→ **Exercise**:
The required answer is a copy of each line in the entries below that includes "with".

(Provided entries begins)

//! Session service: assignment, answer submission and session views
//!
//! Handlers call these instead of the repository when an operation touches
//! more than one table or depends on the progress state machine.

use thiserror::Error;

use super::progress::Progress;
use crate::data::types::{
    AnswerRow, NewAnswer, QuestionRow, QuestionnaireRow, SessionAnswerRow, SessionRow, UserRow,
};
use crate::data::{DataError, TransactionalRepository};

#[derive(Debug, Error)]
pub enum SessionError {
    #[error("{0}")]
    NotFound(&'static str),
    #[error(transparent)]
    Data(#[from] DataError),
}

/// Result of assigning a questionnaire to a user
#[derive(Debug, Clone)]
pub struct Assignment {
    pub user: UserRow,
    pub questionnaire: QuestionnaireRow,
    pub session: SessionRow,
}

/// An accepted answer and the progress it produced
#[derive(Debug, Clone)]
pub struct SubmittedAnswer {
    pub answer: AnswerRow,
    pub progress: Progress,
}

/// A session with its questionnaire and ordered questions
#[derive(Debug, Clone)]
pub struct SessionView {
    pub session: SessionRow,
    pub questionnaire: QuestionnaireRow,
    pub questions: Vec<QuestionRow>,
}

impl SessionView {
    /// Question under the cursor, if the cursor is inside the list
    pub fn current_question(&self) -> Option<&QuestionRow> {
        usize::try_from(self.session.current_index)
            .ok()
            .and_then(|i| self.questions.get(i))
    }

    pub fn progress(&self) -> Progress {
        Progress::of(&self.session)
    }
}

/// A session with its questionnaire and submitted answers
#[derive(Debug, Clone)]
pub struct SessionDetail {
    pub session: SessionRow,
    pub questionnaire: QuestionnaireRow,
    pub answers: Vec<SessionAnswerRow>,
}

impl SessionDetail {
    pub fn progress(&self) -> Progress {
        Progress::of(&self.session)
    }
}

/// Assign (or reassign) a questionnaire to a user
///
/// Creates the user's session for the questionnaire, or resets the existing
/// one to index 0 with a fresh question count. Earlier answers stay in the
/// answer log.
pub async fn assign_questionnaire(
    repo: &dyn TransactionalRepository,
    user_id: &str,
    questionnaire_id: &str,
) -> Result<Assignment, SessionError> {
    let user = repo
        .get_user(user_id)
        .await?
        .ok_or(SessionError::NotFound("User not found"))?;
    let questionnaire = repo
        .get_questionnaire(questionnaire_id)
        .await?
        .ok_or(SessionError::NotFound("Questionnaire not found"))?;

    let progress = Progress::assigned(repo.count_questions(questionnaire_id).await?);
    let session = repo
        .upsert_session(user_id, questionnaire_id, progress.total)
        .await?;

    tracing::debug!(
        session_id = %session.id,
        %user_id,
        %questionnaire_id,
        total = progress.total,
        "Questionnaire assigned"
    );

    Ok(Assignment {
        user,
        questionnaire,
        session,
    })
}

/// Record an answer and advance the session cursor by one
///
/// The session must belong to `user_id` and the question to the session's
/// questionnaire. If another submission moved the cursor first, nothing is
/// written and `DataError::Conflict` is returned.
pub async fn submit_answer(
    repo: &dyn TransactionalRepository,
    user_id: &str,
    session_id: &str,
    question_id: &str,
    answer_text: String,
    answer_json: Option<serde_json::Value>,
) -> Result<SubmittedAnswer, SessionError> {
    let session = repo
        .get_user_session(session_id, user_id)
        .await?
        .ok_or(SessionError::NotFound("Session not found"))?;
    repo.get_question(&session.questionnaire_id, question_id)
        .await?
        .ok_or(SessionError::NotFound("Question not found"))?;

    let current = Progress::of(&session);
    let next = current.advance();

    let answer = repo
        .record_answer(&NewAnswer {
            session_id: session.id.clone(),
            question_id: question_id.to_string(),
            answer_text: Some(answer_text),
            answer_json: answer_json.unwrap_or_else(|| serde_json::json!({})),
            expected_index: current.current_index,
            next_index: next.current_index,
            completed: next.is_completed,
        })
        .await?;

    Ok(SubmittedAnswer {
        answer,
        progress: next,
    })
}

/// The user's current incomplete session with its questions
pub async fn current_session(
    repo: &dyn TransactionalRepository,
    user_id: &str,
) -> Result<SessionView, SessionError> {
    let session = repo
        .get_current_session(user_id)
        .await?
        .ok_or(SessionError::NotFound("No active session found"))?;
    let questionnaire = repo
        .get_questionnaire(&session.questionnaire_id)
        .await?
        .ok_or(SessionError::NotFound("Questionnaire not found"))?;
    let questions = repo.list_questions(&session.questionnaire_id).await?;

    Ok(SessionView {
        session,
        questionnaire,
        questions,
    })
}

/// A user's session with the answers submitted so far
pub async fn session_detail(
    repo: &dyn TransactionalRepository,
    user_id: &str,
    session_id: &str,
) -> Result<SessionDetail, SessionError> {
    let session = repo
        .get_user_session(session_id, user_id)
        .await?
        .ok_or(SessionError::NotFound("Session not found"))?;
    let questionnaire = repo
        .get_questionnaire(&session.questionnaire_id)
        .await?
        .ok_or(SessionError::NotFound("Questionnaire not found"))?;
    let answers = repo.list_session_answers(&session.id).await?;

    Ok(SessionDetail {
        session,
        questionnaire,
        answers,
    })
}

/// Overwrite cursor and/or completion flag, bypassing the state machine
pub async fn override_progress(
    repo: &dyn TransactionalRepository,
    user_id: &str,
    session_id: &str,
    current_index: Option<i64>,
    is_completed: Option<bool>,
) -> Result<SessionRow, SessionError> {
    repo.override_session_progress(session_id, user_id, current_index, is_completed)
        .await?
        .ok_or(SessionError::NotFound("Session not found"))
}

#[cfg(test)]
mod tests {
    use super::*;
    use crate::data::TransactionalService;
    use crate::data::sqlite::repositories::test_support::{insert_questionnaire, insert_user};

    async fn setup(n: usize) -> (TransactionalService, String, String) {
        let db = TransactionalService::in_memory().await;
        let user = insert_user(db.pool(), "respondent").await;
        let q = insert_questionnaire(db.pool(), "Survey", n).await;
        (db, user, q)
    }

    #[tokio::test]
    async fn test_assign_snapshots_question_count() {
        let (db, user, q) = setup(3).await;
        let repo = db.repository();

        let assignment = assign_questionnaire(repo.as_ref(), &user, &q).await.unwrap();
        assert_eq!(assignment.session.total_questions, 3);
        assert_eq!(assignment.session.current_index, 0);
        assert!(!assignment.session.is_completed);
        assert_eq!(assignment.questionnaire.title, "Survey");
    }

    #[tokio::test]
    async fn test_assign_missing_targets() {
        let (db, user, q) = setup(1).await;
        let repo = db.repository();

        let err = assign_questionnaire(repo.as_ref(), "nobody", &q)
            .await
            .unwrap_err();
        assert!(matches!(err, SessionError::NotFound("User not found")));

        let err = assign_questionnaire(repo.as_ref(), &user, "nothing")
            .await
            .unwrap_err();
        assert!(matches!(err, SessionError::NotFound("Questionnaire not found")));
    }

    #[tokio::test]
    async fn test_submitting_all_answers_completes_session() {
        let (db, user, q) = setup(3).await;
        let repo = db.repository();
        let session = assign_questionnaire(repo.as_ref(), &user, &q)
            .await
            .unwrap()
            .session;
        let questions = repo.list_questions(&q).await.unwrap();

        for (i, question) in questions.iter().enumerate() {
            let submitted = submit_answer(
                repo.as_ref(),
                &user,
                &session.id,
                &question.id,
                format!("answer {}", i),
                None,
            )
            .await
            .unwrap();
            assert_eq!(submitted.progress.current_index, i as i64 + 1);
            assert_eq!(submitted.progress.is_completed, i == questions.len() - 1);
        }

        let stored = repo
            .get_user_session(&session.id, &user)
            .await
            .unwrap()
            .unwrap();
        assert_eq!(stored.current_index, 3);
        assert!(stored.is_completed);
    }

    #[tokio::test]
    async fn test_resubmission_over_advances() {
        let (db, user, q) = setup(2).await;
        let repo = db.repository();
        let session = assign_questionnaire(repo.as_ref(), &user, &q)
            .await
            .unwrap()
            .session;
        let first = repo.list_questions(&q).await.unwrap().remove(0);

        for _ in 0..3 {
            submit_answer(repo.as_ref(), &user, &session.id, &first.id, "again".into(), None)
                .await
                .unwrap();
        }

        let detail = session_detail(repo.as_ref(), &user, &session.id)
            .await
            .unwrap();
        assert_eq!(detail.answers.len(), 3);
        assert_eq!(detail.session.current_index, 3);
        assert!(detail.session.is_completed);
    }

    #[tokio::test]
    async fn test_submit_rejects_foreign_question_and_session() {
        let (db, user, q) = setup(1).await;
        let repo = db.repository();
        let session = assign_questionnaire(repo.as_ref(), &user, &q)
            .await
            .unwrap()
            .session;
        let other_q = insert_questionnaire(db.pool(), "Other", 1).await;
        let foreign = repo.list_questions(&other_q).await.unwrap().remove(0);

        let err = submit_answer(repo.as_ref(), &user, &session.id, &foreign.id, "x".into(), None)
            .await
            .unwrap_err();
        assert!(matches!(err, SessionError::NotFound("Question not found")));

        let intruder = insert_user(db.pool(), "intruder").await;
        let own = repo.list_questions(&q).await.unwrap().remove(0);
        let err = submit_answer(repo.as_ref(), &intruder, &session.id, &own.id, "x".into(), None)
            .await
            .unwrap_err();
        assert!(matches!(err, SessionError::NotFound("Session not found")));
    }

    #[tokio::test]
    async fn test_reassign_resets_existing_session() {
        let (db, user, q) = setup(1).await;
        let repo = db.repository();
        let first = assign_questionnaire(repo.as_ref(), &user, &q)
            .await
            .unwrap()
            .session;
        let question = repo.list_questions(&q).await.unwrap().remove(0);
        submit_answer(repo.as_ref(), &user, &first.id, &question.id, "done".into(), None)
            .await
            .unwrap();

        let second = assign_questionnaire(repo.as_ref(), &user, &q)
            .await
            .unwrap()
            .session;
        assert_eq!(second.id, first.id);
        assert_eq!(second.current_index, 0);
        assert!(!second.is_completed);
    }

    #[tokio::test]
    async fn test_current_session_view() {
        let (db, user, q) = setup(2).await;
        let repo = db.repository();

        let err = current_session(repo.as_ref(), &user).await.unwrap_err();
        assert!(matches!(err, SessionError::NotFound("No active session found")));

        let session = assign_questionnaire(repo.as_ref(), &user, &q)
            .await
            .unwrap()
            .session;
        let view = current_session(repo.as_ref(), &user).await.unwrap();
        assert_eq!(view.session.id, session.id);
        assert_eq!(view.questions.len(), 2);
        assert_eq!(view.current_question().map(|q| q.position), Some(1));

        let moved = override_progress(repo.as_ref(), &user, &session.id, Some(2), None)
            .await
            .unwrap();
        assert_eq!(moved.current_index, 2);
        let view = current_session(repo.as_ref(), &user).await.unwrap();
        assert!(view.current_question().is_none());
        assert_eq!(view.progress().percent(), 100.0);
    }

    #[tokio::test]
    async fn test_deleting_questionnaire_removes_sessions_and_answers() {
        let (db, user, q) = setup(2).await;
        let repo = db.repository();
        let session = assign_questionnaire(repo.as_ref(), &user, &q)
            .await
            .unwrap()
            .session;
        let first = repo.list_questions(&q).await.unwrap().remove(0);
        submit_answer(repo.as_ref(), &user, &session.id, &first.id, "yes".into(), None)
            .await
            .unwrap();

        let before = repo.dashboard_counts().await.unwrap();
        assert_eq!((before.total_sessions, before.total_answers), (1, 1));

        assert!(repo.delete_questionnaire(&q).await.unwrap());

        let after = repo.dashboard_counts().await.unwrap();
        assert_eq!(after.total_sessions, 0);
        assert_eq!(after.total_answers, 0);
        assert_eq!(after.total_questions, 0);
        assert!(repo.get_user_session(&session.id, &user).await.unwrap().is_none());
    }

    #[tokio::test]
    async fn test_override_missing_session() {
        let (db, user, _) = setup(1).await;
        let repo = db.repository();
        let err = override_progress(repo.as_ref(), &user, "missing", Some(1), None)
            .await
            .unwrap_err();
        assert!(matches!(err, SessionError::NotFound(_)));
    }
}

(Provided entries ends)

→ **Solved exercise**:
/// A session with its questionnaire and ordered questions
/// A session with its questionnaire and submitted answers
/// one to index 0 with a fresh question count. Earlier answers stay in the
/// The user's current incomplete session with its questions
/// A user's session with the answers submitted so far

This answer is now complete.